Legal Question in Wills and Trusts in California
Anyone have a couple of starting point citations for the following?
A gentleman died testate, giving the bulk of his assets to each of his two of age children.
The executor is providing an imbalance in the distribution of debt.
The bulk of the decedents personal property was auctioned, providing a catastrophic loss; they essentially gave away 250,000 in assets for a listed net of 15,000.
The cherry picked assets keptout of the auction were sold for less than standing offers, here too each at a loss, against the very low, assigned value.
The executor has filed a false federal return; stolen estate assets (an AR-15 rifle); she had an employee, transport the weapon to Oregon - it is knowingly listed on the inventory as an AR-14.

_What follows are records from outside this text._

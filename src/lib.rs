//! # epoch-gateway
//!
//! 时间戳转换 API 的请求级缓存与限流网关层。
//!
//! Request-scoped caching and rate-limiting gateway layer that sits in
//! front of the epoch timestamp-conversion API.
//!
//! ## Overview
//!
//! The gateway composes a rate limiter and a response cache over a shared
//! key/value store abstraction, in a fixed order per request: rate check,
//! cache lookup, downstream handler, cache store. The downstream conversion
//! logic, the HTTP framework, and the metrics collector are all external
//! collaborators; this crate owns only the concurrency-sensitive middle.
//!
//! ## Core Properties
//!
//! - **Deterministic keys**: identical logical requests always hit the same
//!   cache entry, regardless of parameter order or value formatting
//! - **Bounded memory**: the in-process store combines TTL with LRU eviction
//! - **Graceful degradation**: the distributed backend sits behind a
//!   failure-threshold/cooldown circuit with an in-memory fallback
//! - **Fail-closed limiting**: unknown tiers and unanswerable stores deny,
//!   never allow
//!
//! ## Quick Start
//!
//! ```rust,no_run
//! use epoch_gateway::{Gateway, GatewayConfig, GatewayRequest, Handler, HandlerResponse};
//! use async_trait::async_trait;
//! use std::sync::Arc;
//!
//! struct ConvertHandler;
//!
//! #[async_trait]
//! impl Handler for ConvertHandler {
//!     async fn call(&self, request: &GatewayRequest) -> epoch_gateway::Result<HandlerResponse> {
//!         // ... the actual timestamp conversion ...
//!         Ok(HandlerResponse::json(200, r#"{"iso":"1970-01-01T00:00:00Z"}"#))
//!     }
//! }
//!
//! #[tokio::main]
//! async fn main() -> epoch_gateway::Result<()> {
//!     let config = GatewayConfig::from_env();
//!     let gateway = Gateway::new(config, Arc::new(ConvertHandler))?;
//!
//!     let request = GatewayRequest::new("GET", "/convert")
//!         .with_param("timestamp", "0")
//!         .with_remote_addr("1.2.3.4");
//!     let response = gateway.handle(&request).await;
//!     assert_eq!(response.status, 200);
//!     Ok(())
//! }
//! ```
//!
//! ## Module Organization
//!
//! | Module | Description |
//! |--------|-------------|
//! | [`key`] | Cache-key fingerprinting and rate-limit identity derivation |
//! | [`store`] | Key/value backends: memory (LRU+TTL), redis, fallback circuit |
//! | [`cache`] | Response memoization with route-class TTL policy |
//! | [`ratelimit`] | Fixed-window per-identity counters with tier policies |
//! | [`gateway`] | The composed request pipeline and response envelopes |
//! | [`events`] | Structured events with pluggable sinks |
//! | [`config`] | Typed configuration, validated at startup |

pub mod cache;
pub mod config;
pub mod error;
pub mod events;
pub mod gateway;
pub mod key;
pub mod ratelimit;
pub mod store;

// Re-export main types for convenience
pub use cache::{CacheControl, CacheLayer, CacheStats, CachedResponse, RouteClass};
pub use config::GatewayConfig;
pub use error::{Error, ErrorContext};
pub use events::{EventSink, GatewayEvent};
pub use gateway::{Gateway, GatewayRequest, GatewayResponse, Handler, HandlerResponse};
pub use key::{CacheKey, KeyCodec};
pub use ratelimit::{RateDecision, RateLimiter, Tier, TierPolicies, TierPolicy};
pub use store::{FallbackStore, MemoryStore, RedisStore, Store, StoreHealth};

/// Result type alias for the library
pub type Result<T> = std::result::Result<T, Error>;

The above decedent's father died testate in 1983, leaving him everything. The will sat
in a drawer, until our executor took possession. Eleven months into our probate proceedings
the executor filed the decedent's father's will receiving letters for this 2nd estate.
This entire 2nd estate, several homes and acreage, is bequeathed to one of the beneficiaries, per our
decedents will. The buildings, sheds and barns were rife with farm implements, equip; yet the executor filed listing no inventory, beyond real property. Who owns this property?
The executors first report & account lists debt, expense, and so on, for TWO ESTATES; and suggests
to the court there is no pending debt, neglecting mention of a huge tax due for the 2nd estate.
The debt and expenses have been combined, bundled, for both estates.
One beneficiary, passively supported by the executor, intends to challenge a property that is to be sold and proceeds split equally - odds are they'll open their volley with another declatory relief.
The decedent's will was videod. In the video he appears to give the disputed property, but this is not endorsed in the written will.
In looking for a foothold, can it possibly be legal - one estate under the umbrella of another?
There must be citations regarding fair distribution.
The executor says, debt & expense associated with a property, will be accounted to that property and to the beneficiary inheriting it.
The executor, a liar, is not to be trusted. What proactive preemptive move would compel the executor to specify, to lay it all out, before the court?
The executor has stated labor expense will be divided equally.
Upon un-bundling the executors labor account it is clear most of the labor billing belongs to one of the two beneficiaries. an apparent unfair distribution of debt.
The executor spent 14,000 estate dollars in labor, for two very old people, to deliver auction purchases!
Consideration?
1 Answer from Attorneys
You don't need citations as all of this is covered by the Code. You do need a probate specialist. I will say this, that if the court has approved all of these accounting items you are too late.